India may extend anti-dumping duties and safeguards on more than two dozen Chinese goods ranging from calculators and USB drives to steel, solar cells and Vitamin E amid concern that a flood of imports would kill domestic manufacturers who will lose duty protection soon against such products , two officials aware of the development said.
India’s total imports from China was $70.32 billion in 2018-19 with substantial contributions of these 25 items. Anti-dumping duties on these products were imposed 5 years ago and are expiring this year. Safeguard duty on solar cells and modules was imposed on July 30, 2018, and it is expiring on July 29, 2020.
The government is closely monitoring the imports of about 25 items from China on which anti-dumping duties and safeguard levies that have already been imposed would expire later in this calendar year, the officials at two different economic ministries said, requesting anonymity.

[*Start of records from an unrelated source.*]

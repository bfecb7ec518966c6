//! Connections to the compared databases.
//!
//! The comparison engine only talks to a database through these traits: a
//! [`Connector`] opens connections, a [`SchemaProvider`] answers metadata
//! questions and a [`RowSource`] streams table contents. Connections are never
//! shared between workers; every worker opens its own pair.

mod mysql;

pub use mysql::{MySqlClient, MySqlConnector};

use std::future::Future;

use crate::config::ConnectionParams;
use crate::error::{Result, Side};
use crate::row::Value;
use crate::schema::Table;

/// Metadata queries against one database.
pub trait SchemaProvider: Send {
    /// Lists the base tables of the schema (views excluded).
    fn list_tables(&mut self) -> impl Future<Output = Result<Vec<String>>> + Send;

    /// Reads the columns, indexes, engine, comment and primary key of a table.
    fn describe_table(&mut self, name: &str) -> impl Future<Output = Result<Table>> + Send;

    /// Returns the `CREATE TABLE` statement the server reports for a table.
    fn show_create_table(&mut self, name: &str) -> impl Future<Output = Result<String>> + Send;

    /// Returns the server version string.
    fn server_version(&mut self) -> impl Future<Output = Result<String>> + Send;
}

/// Forward-only reads of table contents.
pub trait RowSource: Send {
    /// Reads every row of `table`, restricted to `fields` in that order, and
    /// hands each one to `visit` as it arrives.
    ///
    /// Each call re-issues the read from the beginning. An error returned by
    /// `visit` stops the read and is propagated.
    fn scan_rows<F>(
        &mut self,
        table: &str,
        fields: &[String],
        visit: F,
    ) -> impl Future<Output = Result<()>> + Send
    where
        F: FnMut(Vec<Value>) -> Result<()> + Send;
}

/// Opens connections.
pub trait Connector: Send + Sync + 'static {
    /// The connection type produced.
    type Connection: SchemaProvider + RowSource + 'static;

    /// Connects to the database described by `params`.
    fn connect(
        &self,
        side: Side,
        params: &ConnectionParams,
    ) -> impl Future<Output = Result<Self::Connection>> + Send;
}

Dumping, an unfair trade practice that entails the export of a product at a price lower than its normal value, is countered by a punitive anti-dumping duty. A safeguard duty is also imposed to check an unexpected import surge that poses a threat the domestic industry.
Chinese imports under review include sodium citrate, USB flash drives, calculators, hot-rolled flat products of stainless steel,Vitamin C and E, nylon tyre cord, measuring tapes, compact fluorescent lamps (CFLs), flax fabrics,caustic soda, float glass, tableware, kitchenware, plastic processing machinery and solar cells, officials said.

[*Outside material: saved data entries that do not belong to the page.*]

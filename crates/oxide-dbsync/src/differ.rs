//! Table differ.
//!
//! Compares the metadata of one table on both sides and produces the DDL that
//! turns the target's definition into the source's: `DROP TABLE` when only the
//! target has it, a `CREATE TABLE` request when only the source has it, and a
//! single `ALTER TABLE` covering column, index and table option drift
//! otherwise.
//!
//! Columns are compared positionally against a working copy of the target
//! column list. A column found at another position is swapped into place in
//! the working copy and redefined with `MODIFY COLUMN ... AFTER <previous
//! source column>`, so later clauses of the same statement reference columns
//! placed by earlier ones.

use tracing::debug;

use crate::dialect::{ColumnPosition, SqlDialect};
use crate::schema::{Column, Table};

/// One column clause of an `ALTER TABLE`.
#[derive(Debug, Clone, PartialEq, Eq)]
pub enum ColumnChange {
    /// Remove a column the source does not have.
    Drop {
        /// Column name.
        field: String,
    },
    /// Add a column the target does not have.
    Add {
        /// Source definition.
        column: Column,
        /// Column it follows, `None` for first.
        after: Option<String>,
    },
    /// Redefine and/or relocate an existing column.
    Modify {
        /// Source definition.
        column: Column,
        /// Column it follows, `None` for first.
        after: Option<String>,
    },
}

impl ColumnChange {
    /// Renders the clause.
    #[must_use]
    pub fn to_sql<D: SqlDialect>(&self, dialect: &D) -> String {
        match self {
            Self::Drop { field } => dialect.drop_column_clause(field),
            Self::Add { column, after } => {
                dialect.add_column_clause(column, position_after(after.as_deref()))
            }
            Self::Modify { column, after } => {
                dialect.modify_column_clause(column, position_after(after.as_deref()))
            }
        }
    }
}

fn position_after(after: Option<&str>) -> ColumnPosition<'_> {
    after.map_or(ColumnPosition::First, ColumnPosition::After)
}

/// Schema changes for a table present on both sides.
#[derive(Debug, Clone, Default, PartialEq, Eq)]
pub struct AlterDiff {
    /// Clauses in emission order.
    pub clauses: Vec<String>,
    /// True when the primary key was dropped or added, so rows can no longer
    /// be matched by identity key.
    pub identity_invalidated: bool,
}

impl AlterDiff {
    /// Returns true if the table definitions already match.
    #[must_use]
    pub fn is_empty(&self) -> bool {
        self.clauses.is_empty()
    }

    /// Combines the clauses into one statement, `None` if there are none.
    #[must_use]
    pub fn statement<D: SqlDialect>(&self, dialect: &D, table: &str) -> Option<String> {
        (!self.clauses.is_empty()).then(|| dialect.alter_table_sql(table, &self.clauses))
    }
}

/// What has to happen to a table's definition.
#[derive(Debug, Clone, PartialEq, Eq)]
pub enum TableChange {
    /// Only the target has the table.
    Drop(String),
    /// Only the source has the table; its `CREATE TABLE` must be replayed.
    Create,
    /// Both sides have the table.
    Alter(AlterDiff),
}

/// Compares table definitions.
#[derive(Debug, Clone, Default)]
pub struct TableDiffer<D: SqlDialect> {
    dialect: D,
}

impl<D: SqlDialect> TableDiffer<D> {
    /// Creates a differ emitting SQL in `dialect`.
    #[must_use]
    pub const fn new(dialect: D) -> Self {
        Self { dialect }
    }

    /// Returns the dialect.
    #[must_use]
    pub const fn dialect(&self) -> &D {
        &self.dialect
    }

    /// Compares one table pair.
    ///
    /// The target's index map is consumed while diffing: indexes that are
    /// dropped are removed from it. Pass a table owned by the caller.
    /// Returns `None` when neither side has a table.
    pub fn diff(&self, source: Option<&Table>, target: Option<&mut Table>) -> Option<TableChange> {
        match (source, target) {
            (None, None) => None,
            (None, Some(target)) => Some(TableChange::Drop(
                self.dialect.drop_table_sql(&target.name),
            )),
            (Some(_), None) => Some(TableChange::Create),
            (Some(source), Some(target)) => Some(TableChange::Alter(self.diff_alter(source, target))),
        }
    }

    /// Computes the `ALTER TABLE` clauses for a table present on both sides.
    pub fn diff_alter(&self, source: &Table, target: &mut Table) -> AlterDiff {
        let mut diff = AlterDiff::default();

        diff.clauses.extend(
            self.diff_columns(&source.columns, &target.columns)
                .iter()
                .map(|change| change.to_sql(&self.dialect)),
        );
        self.diff_indexes(source, target, &mut diff);

        if source.engine != target.engine {
            diff.clauses.push(self.dialect.engine_clause(&source.engine));
        }
        if source.comment != target.comment {
            diff.clauses
                .push(self.dialect.table_comment_clause(&source.comment));
        }

        if !diff.is_empty() {
            debug!(
                table = %source.name,
                clauses = diff.clauses.len(),
                identity_invalidated = diff.identity_invalidated,
                "Table definition differs"
            );
        }
        diff
    }

    /// Computes the column clauses turning `target` into `source`.
    #[must_use]
    pub fn diff_columns(&self, source: &[Column], target: &[Column]) -> Vec<ColumnChange> {
        let mut changes = Vec::new();
        let in_source = |field: &str| source.iter().any(|c| c.field == field);

        let mut working: Vec<Column> = Vec::with_capacity(source.len());
        for column in target {
            if in_source(&column.field) {
                working.push(column.clone());
            } else {
                changes.push(ColumnChange::Drop {
                    field: column.field.clone(),
                });
            }
        }

        for (i, column) in source.iter().enumerate() {
            let after = match ColumnPosition::of(source, i) {
                ColumnPosition::After(prev) => Some(prev.to_string()),
                ColumnPosition::First => None,
            };

            let change = match working.iter().position(|c| c.field == column.field) {
                None => {
                    working.insert(i.min(working.len()), column.clone());
                    ColumnChange::Add {
                        column: column.clone(),
                        after,
                    }
                }
                Some(j) if j == i => {
                    if working[j].same_definition(column) {
                        continue;
                    }
                    ColumnChange::Modify {
                        column: column.clone(),
                        after,
                    }
                }
                Some(j) => {
                    working.swap(i, j);
                    ColumnChange::Modify {
                        column: column.clone(),
                        after,
                    }
                }
            };
            changes.push(change);
        }

        changes
    }

    /// Appends the index clauses, removing dropped indexes from `target`.
    fn diff_indexes(&self, source: &Table, target: &mut Table, diff: &mut AlterDiff) {
        let obsolete: Vec<String> = target
            .indexes
            .keys()
            .filter(|name| !source.indexes.contains_key(*name))
            .cloned()
            .collect();
        for name in obsolete {
            if let Some(index) = target.indexes.remove(&name) {
                diff.identity_invalidated |= index.is_primary();
                diff.clauses.push(self.dialect.drop_index_clause(&index));
            }
        }

        for (name, index) in &source.indexes {
            if target.indexes.get(name).is_some_and(|t| t != index) {
                if let Some(stale) = target.indexes.remove(name) {
                    diff.identity_invalidated |= stale.is_primary();
                    diff.clauses.push(self.dialect.drop_index_clause(&stale));
                }
            }
            if !target.indexes.contains_key(name) {
                diff.identity_invalidated |= index.is_primary();
                diff.clauses.push(self.dialect.add_index_clause(index));
            }
        }
    }
}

“In the case of sodium citrate, the duty protection against Chinese was expiring on May 19. After a thorough investigation the Directorate General of Trade Remedies (DGTR) recommended to extend anti-dumping duty on Chinese imports last Thursday,” one of the officials said.

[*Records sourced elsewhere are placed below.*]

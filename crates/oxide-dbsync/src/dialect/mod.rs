//! SQL dialect implementations.
//!
//! A dialect knows how to quote identifiers and values and how to spell each
//! statement and `ALTER TABLE` clause the comparison engine emits. Generated
//! scripts are only valid against servers speaking the same dialect.

mod mysql;

pub use mysql::MySqlDialect;

use crate::row::Value;
use crate::schema::{Column, Index};

/// Where a column lands in the table after an `ADD`/`MODIFY COLUMN`.
#[derive(Debug, Clone, Copy, PartialEq, Eq)]
pub enum ColumnPosition<'a> {
    /// First column of the table.
    First,
    /// Right after the named column.
    After(&'a str),
}

impl<'a> ColumnPosition<'a> {
    /// Position of the column at `index` in `columns`.
    #[must_use]
    pub fn of(columns: &'a [Column], index: usize) -> Self {
        index
            .checked_sub(1)
            .and_then(|prev| columns.get(prev))
            .map_or(Self::First, |prev| Self::After(&prev.field))
    }
}

/// Trait for database-specific SQL generation.
pub trait SqlDialect: Send + Sync {
    /// Returns the dialect name.
    fn name(&self) -> &'static str;

    /// Quote an identifier (table name, column name, etc.).
    fn quote_identifier(&self, name: &str) -> String;

    /// Escapes the body of a string literal, without surrounding quotes.
    fn escape_string(&self, text: &str) -> String;

    /// Renders binary content that is not valid text.
    fn binary_literal(&self, bytes: &[u8]) -> String;

    /// Returns true if `default` is a current-timestamp keyword that must
    /// not be quoted.
    fn is_timestamp_keyword(&self, default: &str) -> bool;

    /// Renders a value as a literal.
    fn quote_value(&self, value: &Value) -> String {
        match value {
            Value::Null => "NULL".to_string(),
            Value::Text(text) => format!("'{}'", self.escape_string(text)),
            Value::Bytes(bytes) => self.binary_literal(bytes),
        }
    }

    /// Renders a column definition, without the column name.
    fn column_definition(&self, column: &Column) -> String;

    /// Renders the parenthesized column list of an index.
    fn index_columns(&self, index: &Index) -> String;

    /// `DROP TABLE`.
    fn drop_table_sql(&self, table: &str) -> String;

    /// `TRUNCATE TABLE`.
    fn truncate_table_sql(&self, table: &str) -> String;

    /// Combines clauses into a single `ALTER TABLE` statement.
    fn alter_table_sql(&self, table: &str, clauses: &[String]) -> String;

    /// `ADD COLUMN` clause.
    fn add_column_clause(&self, column: &Column, position: ColumnPosition<'_>) -> String;

    /// `MODIFY COLUMN` clause.
    fn modify_column_clause(&self, column: &Column, position: ColumnPosition<'_>) -> String;

    /// `DROP COLUMN` clause.
    fn drop_column_clause(&self, field: &str) -> String;

    /// Clause dropping `index`, which may be the primary key.
    fn drop_index_clause(&self, index: &Index) -> String;

    /// Clause adding `index`, which may be the primary key.
    fn add_index_clause(&self, index: &Index) -> String;

    /// Table option clause changing the storage engine.
    fn engine_clause(&self, engine: &str) -> String;

    /// Table option clause changing the table comment.
    fn table_comment_clause(&self, comment: &str) -> String;

    /// Multi-row `INSERT`. Without `fields` the rows must cover every column
    /// in table order.
    fn insert_sql(&self, table: &str, fields: Option<&[String]>, rows: &[Vec<Value>]) -> String;

    /// `UPDATE` of the `set` fields on the row matching `key`.
    fn update_sql(&self, table: &str, set: &[(&str, &Value)], key: &[(&str, &Value)]) -> String;

    /// `DELETE` of the row matching `key`.
    fn delete_sql(&self, table: &str, key: &[(&str, &Value)]) -> String;
}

Sodium citrate is a key chemical compound used by the pharmaceutical industry. The government had imposed an anti-dumping duty on its imports from China in May 2015.
DGTR, previously known as the Directorate General of Anti-dumping and Allied Duties, is an arm of the ministry of commerce and industry and acts as a single-window agency providing a level playing field to the domestic industry against such unfair trade practices.
The spokesperson for the commerce and industry ministry did not respond to an email query on the matter.
The second official cited above said, “The directorate [DGTR] has doubled its capacity to investigate import distortions that are causing injury to Indian industries. It can now probe at least 50 such cases in a year.”